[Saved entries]
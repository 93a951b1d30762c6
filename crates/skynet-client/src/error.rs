use thiserror::Error;

use skynet_net::ChannelError;
use skynet_shared::{ConversationId, MessageId, ProtocolError, Topic};
use skynet_store::StoreError;

/// Errors returned to callers of the router.
#[derive(Error, Debug)]
pub enum RouterError {
    /// Nothing left after trimming; the store was not touched.
    #[error("Message is empty")]
    EmptyMessage,

    /// The outgoing envelope cannot be put on the wire; the store was not touched.
    #[error("Encoding error: {0}")]
    Encoding(#[from] ProtocolError),

    #[error("Conversation not found: {0}")]
    ConversationNotFound(ConversationId),

    #[error("Message not found: {0}")]
    MessageNotFound(MessageId),

    #[error("Topic {0} cannot carry group conversations")]
    NotGroupTopic(Topic),

    /// The router task has terminated.
    #[error("Router closed")]
    Closed,

    #[error("Channel error: {0}")]
    Channel(#[from] ChannelError),
}

impl From<StoreError> for RouterError {
    fn from(e: StoreError) -> Self {
        match e {
            StoreError::ConversationNotFound(id) => RouterError::ConversationNotFound(id),
            StoreError::MessageNotFound(id) => RouterError::MessageNotFound(id),
        }
    }
}
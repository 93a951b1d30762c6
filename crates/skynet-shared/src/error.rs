use thiserror::Error;

#[derive(Error, Debug)]
pub enum ProtocolError {
    #[error("Encoded datagram too large: {size} bytes (max {max})")]
    Encoding { size: usize, max: usize },

    #[error("Malformed datagram: {0}")]
    Malformed(String),

    #[error("Unknown topic: {0}")]
    UnknownTopic(String),

    #[error("Serialization error: {0}")]
    Serialization(#[from] bincode::Error),
}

■ Your objective
Please filter the entries for the word "StoreError" and copy the lines that have it.

■ Exercise solution
use skynet_store::StoreError;
impl From<StoreError> for RouterError {
    fn from(e: StoreError) -> Self {
            StoreError::ConversationNotFound(id) => RouterError::ConversationNotFound(id),
            StoreError::MessageNotFound(id) => RouterError::MessageNotFound(id),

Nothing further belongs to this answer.